Rep Revisited
The Cleveland Winds are proud to present "Rep Revisited" to celebrate the end of their 10th season of amazing performances! We are pleased to share the stage with the Bands from Mentor High School. Please join us in Waetjen Auditorium on the campus of Cleveland State University on Sunday, April 7 at 7 pm.
The Winds will repeat repertoire from our previous concerts, including Kathryn Salfelder's Cathedrals, Darius Milhaud's Suite Française, Frank Ticheli's Blue Shades, and Gustav Holst's First Suite in E-Flat.
If you cannot join us downtown, you can enjoy the concert live via the Internet at https://livestream.com/CSUMusic/RepRevisited.
The First Ten Seasons
The Cleveland Winds have had a remarkable first ten seasons. The premiere concert was on November Monday, November 8, 2009, and featured repertoire by Giannini, Milhaud, Schoenberg, Hesketh, and Welcher.
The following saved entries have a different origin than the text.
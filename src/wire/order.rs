//! Order translation: intents into wire orders, raw callbacks into
//! canonical event records.

use rust_decimal::Decimal;
use serde::Serialize;
use tracing::debug;

use crate::domain::{OrderEvent, OrderEventKind, OrderIntent, OrderKind};
use crate::error::{Result, ValidationError};
use crate::gateway::{OpenOrderUpdate, OrderStatusUpdate};
use crate::trace::{component, TraceHandle};

/// A gateway-ready order. String fields use the gateway's empty-string
/// convention for "not set".
#[derive(Debug, Clone, PartialEq, Serialize)]
pub struct WireOrder {
    pub action: String,
    pub order_type: String,
    pub total_quantity: Decimal,
    pub limit_price: Option<Decimal>,
    pub stop_price: Option<Decimal>,
    pub time_in_force: String,
    pub what_if: bool,
    pub transmit: bool,
    pub order_reference: String,
    pub account: String,
    pub fa_group: String,
    pub fa_profile: String,
    pub fa_method: String,
    pub fa_percentage: String,
}

/// Turns [`OrderIntent`] values into [`WireOrder`]s and lowers raw order
/// callbacks into [`OrderEvent`] records.
///
/// Pure and synchronous, like the normalizer.
#[derive(Debug, Default)]
pub struct OrderTranslator {
    trace: TraceHandle,
}

impl OrderTranslator {
    #[must_use]
    pub fn new() -> Self {
        Self::default()
    }

    #[must_use]
    pub fn with_trace(trace: TraceHandle) -> Self {
        Self { trace }
    }

    #[must_use]
    pub fn trace_handle(&self) -> &TraceHandle {
        &self.trace
    }

    /// Translate an intent into a wire order.
    ///
    /// Price presence is enforced per kind: limit and stop-limit need a
    /// limit price, stop and stop-limit need a stop price, market needs
    /// neither. Quantity is passed through untouched; fractional and
    /// what-if interpretations belong to the gateway.
    pub fn translate(&self, intent: &OrderIntent) -> Result<WireOrder> {
        let outcome = self.build(intent);
        match &outcome {
            Ok(order) => {
                debug!(
                    action = %order.action,
                    order_type = %order.order_type,
                    quantity = %order.total_quantity,
                    "translated order intent"
                );
                self.trace.emit(
                    component::TRANSLATOR,
                    "translate",
                    None,
                    format!(
                        "{} {} x {}",
                        order.action, order.order_type, order.total_quantity
                    ),
                );
            }
            Err(err) => {
                self.trace.emit(
                    component::TRANSLATOR,
                    "translate",
                    None,
                    format!("{} {}: {err}", intent.action, intent.order_type),
                );
            }
        }
        outcome
    }

    fn build(&self, intent: &OrderIntent) -> Result<WireOrder> {
        let kind = intent.order_type;
        match kind {
            OrderKind::Market => {}
            OrderKind::Limit => require_price(intent.limit_price, kind, "limit_price")?,
            OrderKind::Stop => require_price(intent.stop_price, kind, "stop_price")?,
            OrderKind::StopLimit => {
                require_price(intent.limit_price, kind, "limit_price")?;
                require_price(intent.stop_price, kind, "stop_price")?;
            }
        }

        Ok(WireOrder {
            action: intent.action.wire_code().to_string(),
            order_type: intent.order_type.wire_code().to_string(),
            total_quantity: intent.quantity,
            limit_price: intent.limit_price,
            stop_price: intent.stop_price,
            time_in_force: intent
                .time_in_force
                .as_deref()
                .map(|t| t.trim().to_uppercase())
                .unwrap_or_default(),
            what_if: intent.what_if,
            transmit: intent.transmit,
            order_reference: applied(&intent.order_reference),
            account: applied(&intent.account),
            fa_group: applied(&intent.fa_group),
            fa_profile: applied(&intent.fa_profile),
            fa_method: applied(&intent.fa_method),
            fa_percentage: applied(&intent.fa_percentage),
        })
    }

    /// Lower an order-status callback into a canonical record.
    ///
    /// The reason string folds hold/cap/parent context into `key=value`
    /// parts joined with `;`: a non-blank hold reason, a positive market cap
    /// price, a positive parent order id. Contract-level fields stay empty;
    /// a status callback does not carry them.
    pub fn status_event(&self, update: &OrderStatusUpdate) -> OrderEvent {
        let mut parts: Vec<String> = Vec::new();
        if !update.why_held.trim().is_empty() {
            parts.push(format!("whyHeld={}", update.why_held));
        }
        if update.mkt_cap_price > Decimal::ZERO {
            parts.push(format!("mktCapPrice={}", update.mkt_cap_price));
        }
        if update.parent_id > 0 {
            parts.push(format!("parentId={}", update.parent_id));
        }

        let event = OrderEvent {
            kind: OrderEventKind::OrderStatus,
            order_id: update.order_id,
            perm_id: update.perm_id,
            client_id: update.client_id,
            symbol: String::new(),
            action: String::new(),
            order_type: String::new(),
            status: update.status.clone(),
            filled: update.filled,
            remaining: update.remaining,
            avg_fill_price: update.avg_fill_price,
            last_fill_price: update.last_fill_price,
            account: String::new(),
            reason: parts.join(";"),
        };
        self.trace.emit(
            component::TRANSLATOR,
            "status_event",
            Some(update.order_id),
            event.status.clone(),
        );
        event
    }

    /// Lower an open-order echo into a canonical record.
    ///
    /// Fill progress is unknown here, so filled and the fill prices are
    /// zero and remaining is the order's full quantity.
    pub fn open_order_event(&self, update: &OpenOrderUpdate) -> OrderEvent {
        let event = OrderEvent {
            kind: OrderEventKind::OpenOrder,
            order_id: update.order_id,
            perm_id: update.perm_id,
            client_id: update.client_id,
            symbol: update.contract.symbol.clone(),
            action: update.order.action.clone(),
            order_type: update.order.order_type.clone(),
            status: update.status.clone(),
            filled: Decimal::ZERO,
            remaining: update.order.total_quantity,
            avg_fill_price: Decimal::ZERO,
            last_fill_price: Decimal::ZERO,
            account: update.order.account.clone(),
            reason: String::new(),
        };
        self.trace.emit(
            component::TRANSLATOR,
            "open_order_event",
            Some(update.order_id),
            event.status.clone(),
        );
        event
    }
}

fn require_price(
    price: Option<Decimal>,
    kind: OrderKind,
    field: &'static str,
) -> Result<()> {
    if price.is_none() {
        return Err(ValidationError::MissingPrice {
            order_type: kind.wire_code(),
            field,
        }
        .into());
    }
    Ok(())
}

/// Gateway field application rule: a blank input leaves the field empty, a
/// non-blank input is applied as given.
fn applied(value: &Option<String>) -> String {
    match value.as_deref() {
        Some(v) if !v.trim().is_empty() => v.to_string(),
        _ => String::new(),
    }
}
In the interim, we have shared concerts with many wonderful groups, community ensembles like the Cleveland Pops Orchestra Chorus, the Patriots Band, the University Heights Concert Bands, student groups like ensembles from the Cleveland Youth Wind Symphonies, Lakota West High School, and Mentor High School, along with university-level groups like the CSU Symphonic Wind Ensemble and the University Circle Wind Ensemble.
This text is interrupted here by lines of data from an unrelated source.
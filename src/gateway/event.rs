//! Decoded inbound gateway events.
//!
//! The session's callback decoder produces these; the correlation sink
//! routes them. Payload structs keep the raw callback fields, lowering into
//! canonical records happens in [`crate::wire::OrderTranslator`].

use rust_decimal::Decimal;

use crate::wire::{WireContract, WireOrder};

/// Raw fields of an order-status callback.
#[derive(Debug, Clone, PartialEq)]
pub struct OrderStatusUpdate {
    pub order_id: i64,
    pub status: String,
    pub filled: Decimal,
    pub remaining: Decimal,
    pub avg_fill_price: Decimal,
    pub perm_id: i64,
    pub parent_id: i64,
    pub last_fill_price: Decimal,
    pub client_id: i64,
    pub why_held: String,
    pub mkt_cap_price: Decimal,
}

impl OrderStatusUpdate {
    /// An update with the given id and status; every other field zero or
    /// empty, to be filled in from the callback.
    pub fn new(order_id: i64, status: impl Into<String>) -> Self {
        Self {
            order_id,
            status: status.into(),
            filled: Decimal::ZERO,
            remaining: Decimal::ZERO,
            avg_fill_price: Decimal::ZERO,
            perm_id: 0,
            parent_id: 0,
            last_fill_price: Decimal::ZERO,
            client_id: 0,
            why_held: String::new(),
            mkt_cap_price: Decimal::ZERO,
        }
    }
}

/// Raw fields of an open-order echo.
#[derive(Debug, Clone, PartialEq)]
pub struct OpenOrderUpdate {
    pub order_id: i64,
    pub contract: WireContract,
    pub order: WireOrder,
    pub status: String,
    pub perm_id: i64,
    pub client_id: i64,
}

/// One resolved row of a contract-details response.
#[derive(Debug, Clone, PartialEq)]
pub struct ContractDetailsRow {
    pub request_id: i64,
    pub contract: WireContract,
}

/// A decoded push event from the gateway session.
#[derive(Debug, Clone, PartialEq)]
pub enum GatewayEvent {
    /// Initial order-id assignment, announced once per session.
    NextOrderId(i64),
    /// Primary account identity, announced once per session.
    ManagedAccounts(String),
    /// One row answering the outstanding contract-details request.
    ContractDetails(ContractDetailsRow),
    /// End-of-batch marker for the outstanding contract-details request.
    ContractDetailsEnd { request_id: i64 },
    /// Order lifecycle snapshot.
    OrderStatus(OrderStatusUpdate),
    /// Open-order echo with the order as the gateway holds it.
    OpenOrder(OpenOrderUpdate),
    /// Structured session fault; `request_id` is negative when the fault is
    /// not tied to a request.
    Fault {
        request_id: i64,
        code: i64,
        message: String,
    },
    /// Free-text session notice.
    Notice(String),
}

impl GatewayEvent {
    /// Short label for logs and traces.
    #[must_use]
    pub const fn kind(&self) -> &'static str {
        match self {
            GatewayEvent::NextOrderId(_) => "next_order_id",
            GatewayEvent::ManagedAccounts(_) => "managed_accounts",
            GatewayEvent::ContractDetails(_) => "contract_details",
            GatewayEvent::ContractDetailsEnd { .. } => "contract_details_end",
            GatewayEvent::OrderStatus(_) => "order_status",
            GatewayEvent::OpenOrder(_) => "open_order",
            GatewayEvent::Fault { .. } => "fault",
            GatewayEvent::Notice(_) => "notice",
        }
    }

    /// The request or order id this event correlates to, if it has one.
    #[must_use]
    pub fn correlation_id(&self) -> Option<i64> {
        match self {
            GatewayEvent::NextOrderId(_)
            | GatewayEvent::ManagedAccounts(_)
            | GatewayEvent::Notice(_) => None,
            GatewayEvent::ContractDetails(row) => Some(row.request_id),
            GatewayEvent::ContractDetailsEnd { request_id } => Some(*request_id),
            GatewayEvent::OrderStatus(update) => Some(update.order_id),
            GatewayEvent::OpenOrder(update) => Some(update.order_id),
            GatewayEvent::Fault { request_id, .. } => {
                (*request_id >= 0).then_some(*request_id)
            }
        }
    }
}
We have performed with many prominent guest performers and conductors, like Shachar Israel, David Childs, Glen Adsit, Shanti Simon, Eric Rombach-Kendall, Steve Davis, Joseph Parisi, and Tim Reynish. We've performed live on WCLV, for music educators at the Ohio Music Education Association Professional Development Conference in Cleveland and at Severance Hall for the Northeast Ohio Band Invitational. Most recently, we recorded Adam Gorb's Concerto for Euphonium and Wind Ensemble and Marco Pütz' Dance Sequence for a CD: Volume 12 of Tim Reynish's International Repertoire Series.
The Next 10 Seasons
I originally formed the Cleveland Winds so that many of the amazing local musicians would have an opportunity to get together informally to play and perform the very best wind band repertoire, which is often out of the reach of casual players. The performers of the Cleveland Winds are highly-dedicated volunteer professional artists. Their musical generosity is as humbling as their performing abilities. I would dare to say that they are one of the very best 'community' bands in the country. That was the consensus of the judges when the ensemble was awarded the American Prize in Wind Band Performance--community division in 2015.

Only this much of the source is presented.